**Activity**: Check every line below for the word "MigrationPolicy" and show those that hold it.

+ + + +

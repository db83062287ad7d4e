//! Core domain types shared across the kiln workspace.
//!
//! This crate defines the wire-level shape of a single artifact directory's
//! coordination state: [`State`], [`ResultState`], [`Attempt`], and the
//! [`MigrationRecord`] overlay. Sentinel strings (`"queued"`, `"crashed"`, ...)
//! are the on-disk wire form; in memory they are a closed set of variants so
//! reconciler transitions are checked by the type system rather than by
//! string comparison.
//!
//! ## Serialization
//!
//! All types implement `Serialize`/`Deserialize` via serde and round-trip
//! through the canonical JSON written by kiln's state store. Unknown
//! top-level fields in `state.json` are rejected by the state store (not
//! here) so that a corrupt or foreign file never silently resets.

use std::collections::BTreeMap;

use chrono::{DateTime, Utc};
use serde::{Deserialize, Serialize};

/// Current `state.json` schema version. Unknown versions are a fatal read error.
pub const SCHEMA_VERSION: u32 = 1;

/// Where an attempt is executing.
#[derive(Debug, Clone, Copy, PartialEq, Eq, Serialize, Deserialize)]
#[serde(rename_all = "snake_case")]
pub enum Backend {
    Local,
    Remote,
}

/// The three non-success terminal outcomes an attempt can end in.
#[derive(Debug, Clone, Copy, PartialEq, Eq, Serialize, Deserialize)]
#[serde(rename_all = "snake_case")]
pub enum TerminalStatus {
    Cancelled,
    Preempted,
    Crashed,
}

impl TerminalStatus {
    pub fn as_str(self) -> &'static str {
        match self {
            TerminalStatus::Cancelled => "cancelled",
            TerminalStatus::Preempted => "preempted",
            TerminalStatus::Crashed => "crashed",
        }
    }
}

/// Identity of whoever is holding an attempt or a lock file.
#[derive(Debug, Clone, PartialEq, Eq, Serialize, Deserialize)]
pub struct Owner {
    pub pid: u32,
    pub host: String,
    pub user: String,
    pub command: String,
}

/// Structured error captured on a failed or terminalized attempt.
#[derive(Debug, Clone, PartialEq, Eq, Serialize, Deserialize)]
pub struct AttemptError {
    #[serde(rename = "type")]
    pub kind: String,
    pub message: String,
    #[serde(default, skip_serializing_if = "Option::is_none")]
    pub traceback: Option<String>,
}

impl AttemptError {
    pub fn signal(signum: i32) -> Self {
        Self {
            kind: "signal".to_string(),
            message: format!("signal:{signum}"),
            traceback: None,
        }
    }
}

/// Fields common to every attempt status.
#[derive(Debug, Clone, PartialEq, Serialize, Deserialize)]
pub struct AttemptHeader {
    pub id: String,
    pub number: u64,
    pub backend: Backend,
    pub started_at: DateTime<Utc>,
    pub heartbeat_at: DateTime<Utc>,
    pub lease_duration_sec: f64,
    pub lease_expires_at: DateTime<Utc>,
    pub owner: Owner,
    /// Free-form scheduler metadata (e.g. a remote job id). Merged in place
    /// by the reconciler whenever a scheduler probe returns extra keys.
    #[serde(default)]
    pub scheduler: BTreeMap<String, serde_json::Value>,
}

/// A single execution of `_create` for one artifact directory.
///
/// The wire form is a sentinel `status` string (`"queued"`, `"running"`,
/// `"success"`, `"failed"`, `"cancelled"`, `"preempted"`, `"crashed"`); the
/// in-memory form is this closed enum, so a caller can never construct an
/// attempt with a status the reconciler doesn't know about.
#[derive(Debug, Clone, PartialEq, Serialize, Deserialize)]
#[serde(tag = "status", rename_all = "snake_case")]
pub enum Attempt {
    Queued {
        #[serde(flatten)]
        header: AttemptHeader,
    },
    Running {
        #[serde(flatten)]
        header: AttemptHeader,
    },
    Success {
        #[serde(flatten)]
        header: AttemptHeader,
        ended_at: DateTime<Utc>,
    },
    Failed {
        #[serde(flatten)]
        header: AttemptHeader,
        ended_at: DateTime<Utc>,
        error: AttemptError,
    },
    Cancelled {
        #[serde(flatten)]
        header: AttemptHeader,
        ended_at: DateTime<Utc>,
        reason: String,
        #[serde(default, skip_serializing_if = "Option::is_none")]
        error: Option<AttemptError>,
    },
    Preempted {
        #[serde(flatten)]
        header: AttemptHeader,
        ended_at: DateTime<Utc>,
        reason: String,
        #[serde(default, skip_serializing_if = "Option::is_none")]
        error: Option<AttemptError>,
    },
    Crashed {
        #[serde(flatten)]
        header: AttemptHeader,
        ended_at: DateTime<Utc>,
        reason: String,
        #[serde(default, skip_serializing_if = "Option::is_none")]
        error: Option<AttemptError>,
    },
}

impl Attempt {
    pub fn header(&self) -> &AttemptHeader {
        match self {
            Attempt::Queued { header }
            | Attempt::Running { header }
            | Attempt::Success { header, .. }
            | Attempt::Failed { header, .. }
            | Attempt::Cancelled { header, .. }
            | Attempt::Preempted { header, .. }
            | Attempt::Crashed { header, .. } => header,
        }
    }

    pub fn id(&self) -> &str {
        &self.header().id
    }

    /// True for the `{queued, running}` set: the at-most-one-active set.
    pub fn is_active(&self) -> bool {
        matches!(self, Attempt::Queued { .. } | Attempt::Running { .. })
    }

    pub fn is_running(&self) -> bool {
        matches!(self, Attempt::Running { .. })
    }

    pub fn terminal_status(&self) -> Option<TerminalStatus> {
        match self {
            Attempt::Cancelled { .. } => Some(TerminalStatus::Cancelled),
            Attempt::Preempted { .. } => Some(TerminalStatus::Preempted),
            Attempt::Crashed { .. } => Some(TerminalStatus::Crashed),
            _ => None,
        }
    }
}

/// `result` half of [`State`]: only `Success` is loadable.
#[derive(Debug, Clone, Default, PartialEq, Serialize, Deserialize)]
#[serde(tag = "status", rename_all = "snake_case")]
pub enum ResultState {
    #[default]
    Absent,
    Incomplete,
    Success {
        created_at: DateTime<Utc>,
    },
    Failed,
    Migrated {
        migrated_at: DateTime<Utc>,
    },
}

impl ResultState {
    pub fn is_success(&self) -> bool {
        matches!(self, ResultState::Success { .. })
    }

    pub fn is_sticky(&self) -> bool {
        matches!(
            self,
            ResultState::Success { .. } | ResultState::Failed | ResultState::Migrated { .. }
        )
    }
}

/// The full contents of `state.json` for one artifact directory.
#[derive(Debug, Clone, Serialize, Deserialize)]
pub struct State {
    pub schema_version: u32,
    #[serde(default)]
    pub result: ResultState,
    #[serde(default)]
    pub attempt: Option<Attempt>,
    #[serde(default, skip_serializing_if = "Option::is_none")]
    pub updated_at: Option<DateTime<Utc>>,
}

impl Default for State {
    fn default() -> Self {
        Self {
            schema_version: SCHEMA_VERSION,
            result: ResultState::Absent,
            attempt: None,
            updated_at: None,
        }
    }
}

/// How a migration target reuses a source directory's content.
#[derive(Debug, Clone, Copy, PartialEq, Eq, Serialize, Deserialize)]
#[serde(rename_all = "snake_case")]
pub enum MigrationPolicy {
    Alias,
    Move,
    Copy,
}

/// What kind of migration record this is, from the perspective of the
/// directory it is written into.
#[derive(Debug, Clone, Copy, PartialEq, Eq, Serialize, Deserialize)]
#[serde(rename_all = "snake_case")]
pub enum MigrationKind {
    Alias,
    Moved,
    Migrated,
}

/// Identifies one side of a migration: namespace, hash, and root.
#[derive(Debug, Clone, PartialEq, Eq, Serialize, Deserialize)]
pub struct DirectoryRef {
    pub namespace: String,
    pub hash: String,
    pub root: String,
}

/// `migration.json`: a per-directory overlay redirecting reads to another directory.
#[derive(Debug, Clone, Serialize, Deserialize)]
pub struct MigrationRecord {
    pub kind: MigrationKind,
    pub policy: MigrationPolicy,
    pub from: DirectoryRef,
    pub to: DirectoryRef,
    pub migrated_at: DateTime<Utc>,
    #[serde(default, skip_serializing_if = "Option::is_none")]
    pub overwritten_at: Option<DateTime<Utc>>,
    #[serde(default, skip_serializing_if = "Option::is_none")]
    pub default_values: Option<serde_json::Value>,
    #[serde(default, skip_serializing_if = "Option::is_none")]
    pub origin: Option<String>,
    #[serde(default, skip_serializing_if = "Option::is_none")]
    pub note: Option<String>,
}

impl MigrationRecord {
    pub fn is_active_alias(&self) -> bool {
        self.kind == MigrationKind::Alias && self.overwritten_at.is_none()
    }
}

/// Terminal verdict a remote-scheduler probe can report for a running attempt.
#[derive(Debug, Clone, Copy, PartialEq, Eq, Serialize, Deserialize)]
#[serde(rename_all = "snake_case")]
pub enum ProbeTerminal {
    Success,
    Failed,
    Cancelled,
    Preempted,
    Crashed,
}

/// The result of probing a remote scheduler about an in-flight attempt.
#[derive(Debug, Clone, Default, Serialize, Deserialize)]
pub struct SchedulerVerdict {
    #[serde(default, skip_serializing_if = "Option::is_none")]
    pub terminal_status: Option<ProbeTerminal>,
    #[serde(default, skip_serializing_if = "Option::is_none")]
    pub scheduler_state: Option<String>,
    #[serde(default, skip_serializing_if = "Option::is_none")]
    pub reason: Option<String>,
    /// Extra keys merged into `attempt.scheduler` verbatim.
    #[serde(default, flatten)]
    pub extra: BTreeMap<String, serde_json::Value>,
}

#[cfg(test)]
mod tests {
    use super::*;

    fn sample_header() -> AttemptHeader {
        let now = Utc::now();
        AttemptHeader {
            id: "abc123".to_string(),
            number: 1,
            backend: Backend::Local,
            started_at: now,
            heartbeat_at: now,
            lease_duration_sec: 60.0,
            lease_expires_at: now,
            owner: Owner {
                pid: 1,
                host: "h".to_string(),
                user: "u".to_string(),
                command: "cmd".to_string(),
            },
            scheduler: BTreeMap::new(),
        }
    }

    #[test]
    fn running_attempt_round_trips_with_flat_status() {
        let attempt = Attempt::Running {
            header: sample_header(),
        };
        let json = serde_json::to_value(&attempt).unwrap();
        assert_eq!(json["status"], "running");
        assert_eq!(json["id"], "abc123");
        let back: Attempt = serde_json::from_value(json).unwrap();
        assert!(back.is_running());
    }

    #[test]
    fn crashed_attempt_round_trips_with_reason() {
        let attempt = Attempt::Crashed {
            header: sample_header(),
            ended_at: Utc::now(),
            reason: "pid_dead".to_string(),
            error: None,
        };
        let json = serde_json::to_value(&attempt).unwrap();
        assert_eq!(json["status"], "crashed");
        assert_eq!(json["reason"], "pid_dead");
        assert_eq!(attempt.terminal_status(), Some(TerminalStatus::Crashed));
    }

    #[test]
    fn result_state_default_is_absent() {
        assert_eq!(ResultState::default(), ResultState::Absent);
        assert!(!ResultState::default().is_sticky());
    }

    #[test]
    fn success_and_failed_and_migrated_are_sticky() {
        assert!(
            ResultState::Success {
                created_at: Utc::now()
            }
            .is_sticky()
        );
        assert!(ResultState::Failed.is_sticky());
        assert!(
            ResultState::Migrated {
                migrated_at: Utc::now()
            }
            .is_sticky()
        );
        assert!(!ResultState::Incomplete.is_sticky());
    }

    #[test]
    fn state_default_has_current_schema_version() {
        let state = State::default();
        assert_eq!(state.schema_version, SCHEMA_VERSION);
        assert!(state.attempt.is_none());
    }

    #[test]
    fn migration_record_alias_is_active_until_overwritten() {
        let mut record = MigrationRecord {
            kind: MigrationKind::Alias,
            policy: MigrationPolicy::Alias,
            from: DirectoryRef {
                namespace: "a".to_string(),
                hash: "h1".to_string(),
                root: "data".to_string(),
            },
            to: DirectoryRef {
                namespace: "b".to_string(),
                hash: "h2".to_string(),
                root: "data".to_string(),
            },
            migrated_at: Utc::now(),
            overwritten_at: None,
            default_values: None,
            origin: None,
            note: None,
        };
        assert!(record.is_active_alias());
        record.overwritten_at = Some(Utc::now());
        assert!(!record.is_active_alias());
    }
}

+ + + +

**Task response**:
pub enum MigrationPolicy {
    pub policy: MigrationPolicy,
            policy: MigrationPolicy::Alias,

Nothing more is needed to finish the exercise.